Exercise aim: Show each line of the data below that has the string "AdmissionError" in it.

Information supplied:
|---|

//! Command scheduler
//!
//! [`CommandScheduler`] owns the queue, the registry, the collaborator
//! handle and the execution policy. All methods take `&mut self`: one
//! owner means one in-flight command, so `schedule` and `execute_next`
//! cannot interleave and no locking discipline is needed.
//!
//! Every queue entry is removed by exactly one `execute_next` call,
//! whatever the disposition: success, compensation, reconstruction
//! failure, or compensation failure. Nothing is ever re-enqueued.

use std::future::Future;
use std::sync::Arc;
use std::time::{Duration, Instant};

use tokio::time::{sleep, timeout};

use sagaq_command::{
    Command, CommandRegistry, DecodeError, ExecutionError, ProvisioningApi, SerializedCommand,
};

use crate::admission::{AdmissionChain, AdmissionError};
use crate::fault::{FaultInjector, NoFaults};
use crate::outcome::{DrainSummary, Outcome};
use crate::policy::RetryPolicy;
use crate::queue::{InMemoryQueue, QueueBackend, QueueError};

/// Scheduler tuning knobs
#[derive(Debug, Clone, Copy, PartialEq, Eq)]
pub struct SchedulerConfig {
    /// Attempt policy applied to every command
    pub retry: RetryPolicy,
    /// Deadline per execute attempt, `None` disables
    pub execute_timeout: Option<Duration>,
    /// Deadline for the compensating action, `None` disables
    pub undo_timeout: Option<Duration>,
}

impl Default for SchedulerConfig {
    fn default() -> Self {
        Self {
            retry: RetryPolicy::default(),
            execute_timeout: Some(Duration::from_secs(30)),
            undo_timeout: Some(Duration::from_secs(30)),
        }
    }
}

impl SchedulerConfig {
    /// Set the retry policy
    #[inline]
    #[must_use]
    pub fn with_retry(mut self, retry: RetryPolicy) -> Self {
        self.retry = retry;
        self
    }

    /// Set the per-attempt execute deadline
    #[inline]
    #[must_use]
    pub fn with_execute_timeout(mut self, limit: Option<Duration>) -> Self {
        self.execute_timeout = limit;
        self
    }

    /// Set the compensation deadline
    #[inline]
    #[must_use]
    pub fn with_undo_timeout(mut self, limit: Option<Duration>) -> Self {
        self.undo_timeout = limit;
        self
    }
}

/// Hard failures surfaced by the scheduler
///
/// These are never converted into outcomes; callers must see them.
#[derive(Debug, thiserror::Error)]
pub enum SchedulerError {
    /// Queue backend storage failure
    #[error("queue backend failed: {0}")]
    Queue(#[from] QueueError),

    /// Admission pipeline refused the command, nothing was enqueued
    #[error("command admission rejected: {source}")]
    Rejected {
        /// The envelope that was refused
        command: SerializedCommand,
        /// The rejecting policy's verdict
        #[source]
        source: AdmissionError,
    },

    /// Head entry could not be reconstructed; the entry was dropped
    #[error("cannot reconstruct queued command: {source}")]
    Decode {
        /// The offending envelope, returned for quarantine
        command: SerializedCommand,
        /// Unknown kind or malformed fields
        #[source]
        source: DecodeError,
    },

    /// The compensating action itself failed; manual intervention required
    #[error("compensation failed: {undo_error} (execution failed first: {execute_error})")]
    CompensationFailed {
        /// The envelope whose compensation failed
        command: SerializedCommand,
        /// Failure from the final execution attempt
        execute_error: ExecutionError,
        /// Failure from the undo call
        undo_error: ExecutionError,
    },
}

/// Strictly sequential FIFO scheduler with compensating execution
pub struct CommandScheduler<Q: QueueBackend = InMemoryQueue> {
    queue: Q,
    registry: CommandRegistry,
    api: Arc<dyn ProvisioningApi>,
    faults: Box<dyn FaultInjector>,
    admission: AdmissionChain,
    config: SchedulerConfig,
}

impl CommandScheduler<InMemoryQueue> {
    /// Create a scheduler backed by the volatile in-memory queue
    #[must_use]
    pub fn in_memory(registry: CommandRegistry, api: Arc<dyn ProvisioningApi>) -> Self {
        Self::with_queue(InMemoryQueue::new(), registry, api)
    }
}

impl<Q: QueueBackend> CommandScheduler<Q> {
    /// Create a scheduler on an explicit queue backend
    ///
    /// A freshly opened durable backend may already hold recovered entries;
    /// they are executed before anything scheduled afterwards.
    #[must_use]
    pub fn with_queue(queue: Q, registry: CommandRegistry, api: Arc<dyn ProvisioningApi>) -> Self {
        Self {
            queue,
            registry,
            api,
            faults: Box::new(NoFaults),
            admission: AdmissionChain::new(),
            config: SchedulerConfig::default(),
        }
    }

    /// Replace the configuration, builder style
    #[must_use]
    pub fn with_config(mut self, config: SchedulerConfig) -> Self {
        self.config = config;
        self
    }

    /// Install a fault injector, builder style
    #[must_use]
    pub fn with_fault_injector(mut self, faults: impl FaultInjector + 'static) -> Self {
        self.faults = Box::new(faults);
        self
    }

    /// Install an admission chain, builder style
    #[must_use]
    pub fn with_admission(mut self, admission: AdmissionChain) -> Self {
        self.admission = admission;
        self
    }

    /// Number of pending entries
    #[inline]
    #[must_use]
    pub fn queue_len(&self) -> usize {
        self.queue.len()
    }

    /// True when nothing is pending
    #[inline]
    #[must_use]
    pub fn is_idle(&self) -> bool {
        self.queue.is_empty()
    }

    /// The underlying queue backend
    #[inline]
    #[must_use]
    pub fn queue(&self) -> &Q {
        &self.queue
    }

    /// Serialize a command and append it to the queue tail
    ///
    /// The live object is not retained; only the envelope is stored. On
    /// success the queue grows by exactly one entry.
    ///
    /// # Errors
    /// - `SchedulerError::Rejected` if an installed admission policy
    ///   refuses the envelope (the queue is untouched)
    /// - `SchedulerError::Queue` if a durable backend fails to persist
    pub fn schedule(&mut self, command: &dyn Command) -> Result<u64, SchedulerError> {
        let mut envelope = command.serialize();
        if let Err(source) = self.admission.apply(&mut envelope) {
            tracing::warn!("Command `{}` refused at admission: {}", envelope.kind(), source);
            return Err(SchedulerError::Rejected {
                command: envelope,
                source,
            });
        }

        let seq = self.queue.append(&envelope)?;
        tracing::info!(
            "Scheduled `{}` as #{} ({} pending)",
            envelope.kind(),
            seq,
            self.queue.len()
        );
        Ok(seq)
    }

    /// Take the head entry, reconstruct it, and run it to a terminal state
    ///
    /// An empty queue is a no-op (`Outcome::Idle`). Otherwise the entry is
    /// removed by this call on every path and the queue shrinks by exactly
    /// one, regardless of retry policy or disposition.
    ///
    /// # Errors
    /// - `SchedulerError::Decode` if the envelope has an unknown kind or
    ///   malformed fields; the entry is dropped and rides the error
    /// - `SchedulerError::CompensationFailed` if `undo` fails after a
    ///   failed execution; never swallowed
    /// - `SchedulerError::Queue` on backend storage failure
    pub async fn execute_next(&mut self) -> Result<Outcome, SchedulerError> {
        let Some(entry) = self.queue.head()? else {
            tracing::debug!("Queue empty, nothing to execute");
            return Ok(Outcome::Idle);
        };

        let command = match self.registry.create(&entry.command) {
            Ok(command) => command,
            Err(source) => {
                // a poison entry must not wedge the queue; drop it and
                // hand the envelope back inside the error
                self.queue.ack(entry.seq)?;
                tracing::error!("Dropping undecodable entry #{}: {}", entry.seq, source);
                return Err(SchedulerError::Decode {
                    command: entry.command,
                    source,
                });
            }
        };

        let mut attempts = 0u32;
        let error = loop {
            attempts += 1;
            tracing::debug!(
                "Executing `{}` (#{}), attempt {}",
                command.kind(),
                entry.seq,
                attempts
            );
            match self.attempt(&entry.command, command.as_ref(), attempts).await {
                Ok(()) => {
                    self.queue.ack(entry.seq)?;
                    tracing::info!(
                        "Executed `{}` (#{}) after {} attempt(s)",
                        command.kind(),
                        entry.seq,
                        attempts
                    );
                    return Ok(Outcome::Executed {
                        command: entry.command,
                        attempts,
                    });
                }
                Err(error) if self.config.retry.should_retry(attempts, &error) => {
                    tracing::warn!(
                        "Attempt {} of `{}` (#{}) failed, retrying: {}",
                        attempts,
                        command.kind(),
                        entry.seq,
                        error
                    );
                    if !self.config.retry.backoff.is_zero() {
                        sleep(self.config.retry.backoff).await;
                    }
                }
                Err(error) => break error,
            }
        };

        tracing::warn!(
            "Execution of `{}` (#{}) failed, compensating: {}",
            command.kind(),
            entry.seq,
            error
        );
        let undo = with_deadline(self.config.undo_timeout, command.undo(self.api.as_ref())).await;
        self.queue.ack(entry.seq)?;

        match undo {
            Ok(()) => Ok(Outcome::Compensated {
                command: entry.command,
                error,
                attempts,
            }),
            Err(undo_error) => {
                tracing::error!(
                    "Compensation for `{}` (#{}) failed: {}",
                    command.kind(),
                    entry.seq,
                    undo_error
                );
                Err(SchedulerError::CompensationFailed {
                    command: entry.command,
                    execute_error: error,
                    undo_error,
                })
            }
        }
    }

    /// Run `execute_next` until the queue is empty
    ///
    /// # Errors
    /// The first hard error aborts the drain
    pub async fn drain(&mut self) -> Result<DrainSummary, SchedulerError> {
        let start = Instant::now();
        let mut summary = DrainSummary::default();
        loop {
            match self.execute_next().await? {
                Outcome::Idle => break,
                Outcome::Executed { .. } => summary.executed += 1,
                Outcome::Compensated { .. } => summary.compensated += 1,
            }
        }
        summary.elapsed_ms = start.elapsed().as_millis() as u64;
        Ok(summary)
    }

    /// One execution attempt: fault hook first, then the real call under
    /// its deadline
    async fn attempt(
        &mut self,
        envelope: &SerializedCommand,
        command: &dyn Command,
        attempt: u32,
    ) -> Result<(), ExecutionError> {
        if let Some(injected) = self.faults.inject(envelope, attempt) {
            return Err(injected);
        }
        with_deadline(self.config.execute_timeout, command.execute(self.api.as_ref())).await
    }
}

/// Bound an operation by an optional deadline
async fn with_deadline(
    limit: Option<Duration>,
    operation: impl Future<Output = Result<(), ExecutionError>>,
) -> Result<(), ExecutionError> {
    match limit {
        None => operation.await,
        Some(limit) => match timeout(limit, operation).await {
            Ok(result) => result,
            Err(_) => Err(ExecutionError::Timeout {
                limit_ms: limit.as_millis() as u64,
            }),
        },
    }
}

|---|

Result of this task:
use crate::admission::{AdmissionChain, AdmissionError};
        source: AdmissionError,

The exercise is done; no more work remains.